Subtle changes can be observed as the conflict went on. On the very first day of the war Frederick Walker left the school’s employment and was listed as “on war service” (aged 29). Not surprisingly he had been the “Sergeant Instructor” of “Drill”. In December 1914 Mr Houseman took up a “Commission in ASC Northern Division”. Mr Atkin, who left the school six days before the outbreak of war was soon recorded as Lieutenant in the Gordon Highlanders. Mr Wilson (Drawing) joined the Royal Engineers (September 1916 listed as on “War Service”), and Mr Earp (Maths and Science) left in 1916 (aged 24) to join the Artists’ Rifles. Another Drawing master left in July 1915 to take up a position in the Admiralty labs in Sheffield.
Interestingly the Governors’ minutes reveal a hint at the change from voluntary enlistment and conscription, brought in by the Government in 1916. The Head asked the Governors to support Mr Earp if he had to appear “before any tribunal to obtain exemption from military service”. As previously alluded Mr Earp left the school voluntarily and joined the forces.
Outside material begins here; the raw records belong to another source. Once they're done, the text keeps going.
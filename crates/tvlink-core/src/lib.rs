//! Shared core for discovering TV receivers on the local network and
//! driving a cast control session to one of them.
//!
//! Used by the `tvlink` CLI; any other front end can drive the same
//! [`DeviceRegistry`], [`SessionManager`] and [`MediaDispatcher`].

pub mod config;
pub mod discovery;
pub mod dispatch;
pub mod error;
pub mod protocol;
pub mod registry;
pub mod session;
pub mod storage;
pub mod types;

pub use config::{CastConfig, DiscoveryStrategy};
pub use discovery::{DiscoveryService, DiscoveryTransport, ScanSession};
pub use dispatch::MediaDispatcher;
pub use error::{ConnectionError, CoreError, DiscoveryError, DispatchError, SettingsError};
pub use registry::DeviceRegistry;
pub use session::{SessionManager, SocketIoConnector};
pub use storage::SettingsStorage;
pub use types::*;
In March 1916 the advent of another change was heralded by the arrival of Miss Dorothy Collier, aged 22, fresh from Manchester University. Female teachers had arrived. Her short stay (one month!) brought a replacement in Miss Cecil Butler in May, a 23-year-old Dublin girl.
Shortly afterwards a third school Mistress, Miss Hilda Hedderley, arrived in September as a drawing teacher. Times were indeed changing!
The last year of the war was also noticeable because of the recruitment of two local vicars, the Reverend F. R. Dean (Vicar of Halam and Edingley) and the Reverend E. S. Longhurst (Rolleston, Morton and Fiskerton) to supplement the teaching staff, both were around 50 when appointed. Another interesting appointment was made in March 1917 when William JohnsonCoope, a 30-year-old, was employed to teach Drill. He was listed as a Sergeant in the Sherwood Foresters, and worked at the school for over 18 months - presumably he was a soldier discharged on medical grounds due to injury.
The conclusions seem clear, the older men “held the fort” whilst the young enlisted. Young women and older clerics filled the gaps of those going off to serve King and Country. In November 1918, in response to a circular from the Board of Education, the Governors replied that they “proposed to return to the employment of the normal staff…as soon as practicable”.
Details of Minster School Staff taken from the School Records with comments from the documents added.
This diagram shows which staff were serving at any time during the war. The number for each member of staff is the one allocated in the table above.
1 10 11 14 17 19 21 22 23 24 25 27 28
Detailed numbers for the boys at the Minster School can be clearly ascertained as both the annual return documents survive in the archive and a range of correspondence exists between the school and the Board of Education between 1912-14. They wrangled over the number of free school places the Minster School should be making available annually, to receive a Government grant.
The Board in 1912 discussed the “school being liable to the loss of a whole or part of the grant” unless “4 free places” were offered. The school managed to argue its case for a reduction in the number, but the board in September 1914 warned that [the free place students] were to be placed “as far as possible on the same footing as the fee paying pupils”.